- Instructions for the task:
Could you filter the records below and return each line that holds "derive"?

[Collected data]
»»

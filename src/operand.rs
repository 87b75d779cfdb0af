//! Operand-text parser shared by every backend.
//!
//! Capstone renders operands as text. We run it without detail mode, so the
//! structured operand list is recovered here from Intel-syntax x86 and
//! AArch64 operand strings.

use std::fmt;

use crate::arch::{arm64, x86_64};

/// One parsed instruction operand.
#[derive(Debug, Clone, PartialEq, Eq)]
pub enum Operand {
    /// A named register (lower case, as rendered)
    Register(String),
    /// An immediate value (branch targets included)
    Immediate(i64),
    /// A memory reference
    Memory(MemoryOperand),
    /// Anything we do not model (shifts, condition codes, vector lists)
    Other(String),
}

impl Operand {
    /// Register name, if this operand is a register.
    pub fn register(&self) -> Option<&str> {
        match self {
            Operand::Register(r) => Some(r),
            _ => None,
        }
    }

    /// Immediate value, if this operand is an immediate.
    pub fn immediate(&self) -> Option<i64> {
        match self {
            Operand::Immediate(v) => Some(*v),
            _ => None,
        }
    }

    /// Memory reference, if this operand is one.
    pub fn memory(&self) -> Option<&MemoryOperand> {
        match self {
            Operand::Memory(m) => Some(m),
            _ => None,
        }
    }
}

impl fmt::Display for Operand {
    fn fmt(&self, f: &mut fmt::Formatter<'_>) -> fmt::Result {
        match self {
            Operand::Register(r) => write!(f, "{}", r),
            Operand::Immediate(v) if *v < 0 => write!(f, "-0x{:x}", v.unsigned_abs()),
            Operand::Immediate(v) => write!(f, "0x{:x}", v),
            Operand::Memory(m) => write!(f, "{}", m),
            Operand::Other(s) => write!(f, "{}", s),
        }
    }
}

/// A `[base + index*scale + displacement]` style memory reference.
#[derive(Debug, Clone, Default, PartialEq, Eq)]
pub struct MemoryOperand {
    /// Base register
    pub base: Option<String>,
    /// Index register
    pub index: Option<String>,
    /// Index multiplier (1 when absent)
    pub scale: u8,
    /// Signed displacement
    pub displacement: i64,
    /// Access size in bytes when the syntax states it (`dword ptr` etc.)
    pub size: Option<u8>,
    /// Segment override (`fs`, `gs`)
    pub segment: Option<String>,
}

impl MemoryOperand {
    /// True when the reference is `[base + disp]` with no index.
    pub fn is_base_displacement(&self) -> bool {
        self.base.is_some() && self.index.is_none()
    }
}

impl fmt::Display for MemoryOperand {
    fn fmt(&self, f: &mut fmt::Formatter<'_>) -> fmt::Result {
        let mut parts = Vec::new();
        if let Some(base) = &self.base {
            parts.push(base.clone());
        }
        if let Some(index) = &self.index {
            if self.scale > 1 {
                parts.push(format!("{}*{}", index, self.scale));
            } else {
                parts.push(index.clone());
            }
        }
        let mut out = parts.join(" + ");
        if self.displacement != 0 || out.is_empty() {
            if out.is_empty() {
                out = format!("0x{:x}", self.displacement);
            } else if self.displacement < 0 {
                out.push_str(&format!(" - 0x{:x}", self.displacement.unsigned_abs()));
            } else {
                out.push_str(&format!(" + 0x{:x}", self.displacement));
            }
        }
        write!(f, "[{}]", out)
    }
}

/// True for any register name either backend knows.
pub fn is_register_name(name: &str) -> bool {
    x86_64::is_register(name) || arm64::is_register(name)
}

/// Parse a whole operand string into its operands.
pub fn parse_operands(op_str: &str) -> Vec<Operand> {
    let op_str = op_str.trim();
    if op_str.is_empty() {
        return Vec::new();
    }

    split_top_level(op_str)
        .into_iter()
        .map(|piece| parse_operand(piece.trim()))
        .collect()
}

/// Split on commas that are not nested in `[]` or `{}`.
fn split_top_level(s: &str) -> Vec<&str> {
    let mut pieces = Vec::new();
    let mut depth = 0i32;
    let mut start = 0;

    for (i, c) in s.char_indices() {
        match c {
            '[' | '{' => depth += 1,
            ']' | '}' => depth -= 1,
            ',' if depth == 0 => {
                pieces.push(&s[start..i]);
                start = i + 1;
            }
            _ => {}
        }
    }
    pieces.push(&s[start..]);
    pieces
}

fn parse_operand(piece: &str) -> Operand {
    let lower = piece.to_ascii_lowercase();

    if lower.contains('[') {
        if let Some(mem) = parse_memory(&lower) {
            return Operand::Memory(mem);
        }
        return Operand::Other(lower);
    }

    if let Some(value) = parse_int(&lower) {
        return Operand::Immediate(value);
    }

    if is_register_name(&lower) {
        return Operand::Register(lower);
    }

    Operand::Other(lower)
}

/// Parse `#0x10`, `-0x10`, `16`, `#-8` style integers.
pub(crate) fn parse_int(s: &str) -> Option<i64> {
    let s = s.trim().trim_start_matches('#');
    let (negative, digits) = match s.strip_prefix('-') {
        Some(rest) => (true, rest),
        None => (false, s),
    };

    let magnitude = if let Some(hex) = digits.strip_prefix("0x") {
        u64::from_str_radix(hex, 16).ok()?
    } else if !digits.is_empty() && digits.chars().all(|c| c.is_ascii_digit()) {
        digits.parse::<u64>().ok()?
    } else {
        return None;
    };

    let value = magnitude as i64;
    Some(if negative { value.wrapping_neg() } else { value })
}

fn parse_memory(s: &str) -> Option<MemoryOperand> {
    let open = s.find('[')?;
    let close = s.rfind(']')?;
    if close < open {
        return None;
    }

    let prefix = s[..open].trim();
    let inner = &s[open + 1..close];

    let mut mem = MemoryOperand {
        scale: 1,
        ..Default::default()
    };

    // "qword ptr fs:[...]" / "dword ptr [...]"
    let mut prefix = prefix.trim_end_matches(':').trim();
    if let Some(colon) = prefix.rfind(' ') {
        let tail = prefix[colon + 1..].trim();
        if x86_64::is_segment(tail) {
            mem.segment = Some(tail.to_string());
            prefix = prefix[..colon].trim();
        }
    } else if x86_64::is_segment(prefix) {
        mem.segment = Some(prefix.to_string());
        prefix = "";
    }
    mem.size = prefix.strip_suffix("ptr").and_then(|p| access_size(p.trim()));

    if inner.contains(',') {
        parse_arm_address(inner, &mut mem)?;
    } else {
        parse_x86_address(inner, &mut mem)?;
    }

    Some(mem)
}

fn access_size(word: &str) -> Option<u8> {
    match word {
        "byte" => Some(1),
        "word" => Some(2),
        "dword" => Some(4),
        "qword" => Some(8),
        "tbyte" => Some(10),
        "xmmword" => Some(16),
        "ymmword" => Some(32),
        _ => None,
    }
}

/// `rbp + rcx*8 - 0x10`
fn parse_x86_address(inner: &str, mem: &mut MemoryOperand) -> Option<()> {
    let mut sign = 1i64;
    for raw in inner.split_whitespace() {
        match raw {
            "+" => sign = 1,
            "-" => sign = -1,
            term => {
                if let Some((reg, scale)) = term.split_once('*') {
                    mem.index = Some(reg.to_string());
                    mem.scale = scale.parse().ok()?;
                } else if let Some(value) = parse_int(term) {
                    mem.displacement = mem.displacement.wrapping_add(sign.wrapping_mul(value));
                } else if is_register_name(term) {
                    if mem.base.is_none() {
                        mem.base = Some(term.to_string());
                    } else {
                        mem.index = Some(term.to_string());
                    }
                } else {
                    return None;
                }
                sign = 1;
            }
        }
    }
    Some(())
}

/// `x1, #0x18` / `x0, x2, lsl #3`
fn parse_arm_address(inner: &str, mem: &mut MemoryOperand) -> Option<()> {
    let parts: Vec<&str> = inner.split(',').map(str::trim).collect();
    let base = parts.first()?;
    if !is_register_name(base) {
        return None;
    }
    mem.base = Some(base.to_string());

    if let Some(second) = parts.get(1) {
        if let Some(value) = parse_int(second) {
            mem.displacement = value;
        } else if is_register_name(second) {
            mem.index = Some(second.to_string());
        } else {
            return None;
        }
    }

    if let Some(shift) = parts.get(2) {
        let amount = shift.split_whitespace().nth(1).and_then(parse_int).unwrap_or(0);
        mem.scale = 1u8.checked_shl(amount as u32).unwrap_or(1);
    }

    Some(())
}

#[cfg(test)]
mod tests {
    use super::*;
    use rstest::rstest;

    #[test]
    fn test_x86_register_and_immediate() {
        let ops = parse_operands("eax, 0x10");
        assert_eq!(ops, vec![Operand::Register("eax".into()), Operand::Immediate(0x10)]);
    }

    #[test]
    fn test_x86_memory() {
        let ops = parse_operands("rax, qword ptr [rbp + rcx*8 - 0x10]");
        let mem = ops[1].memory().unwrap();
        assert_eq!(mem.base.as_deref(), Some("rbp"));
        assert_eq!(mem.index.as_deref(), Some("rcx"));
        assert_eq!(mem.scale, 8);
        assert_eq!(mem.displacement, -0x10);
        assert_eq!(mem.size, Some(8));
    }

    #[test]
    fn test_x86_segment_memory() {
        let ops = parse_operands("rax, qword ptr gs:[0x58]");
        let mem = ops[1].memory().unwrap();
        assert_eq!(mem.segment.as_deref(), Some("gs"));
        assert_eq!(mem.displacement, 0x58);
        assert!(mem.base.is_none());
    }

    #[test]
    fn test_arm64_memory() {
        let ops = parse_operands("x0, [x1, #0x18]");
        let mem = ops[1].memory().unwrap();
        assert_eq!(mem.base.as_deref(), Some("x1"));
        assert_eq!(mem.displacement, 0x18);

        let ops = parse_operands("x29, x30, [sp, #-0x20]!");
        let mem = ops[2].memory().unwrap();
        assert_eq!(mem.base.as_deref(), Some("sp"));
        assert_eq!(mem.displacement, -0x20);
    }

    #[test]
    fn test_arm64_shifted_index() {
        let ops = parse_operands("w0, [x1, x2, lsl #2]");
        let mem = ops[1].memory().unwrap();
        assert_eq!(mem.index.as_deref(), Some("x2"));
        assert_eq!(mem.scale, 4);
    }

    #[test]
    fn test_arm64_shift_operand_is_other() {
        let ops = parse_operands("x0, x1, x2, lsl #3");
        assert_eq!(ops.len(), 4);
        assert_eq!(ops[3], Operand::Other("lsl #3".into()));
    }

    #[rstest]
    #[case("#0x10", Some(0x10))]
    #[case("#-8", Some(-8))]
    #[case("-0x10", Some(-0x10))]
    #[case("42", Some(42))]
    #[case("0xffffffffffffffff", Some(-1))]
    #[case("rax", None)]
    fn test_parse_int(#[case] text: &str, #[case] expected: Option<i64>) {
        assert_eq!(parse_int(text), expected);
    }

    #[test]
    fn test_empty_operands() {
        assert!(parse_operands("").is_empty());
        assert!(parse_operands("   ").is_empty());
    }

    #[test]
    fn test_memory_display() {
        let ops = parse_operands("dword ptr [rcx + 0x10], eax");
        assert_eq!(ops[0].to_string(), "[rcx + 0x10]");
    }
}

««

- Answer space:
#[derive(Debug, Clone, PartialEq, Eq)]
#[derive(Debug, Clone, Default, PartialEq, Eq)]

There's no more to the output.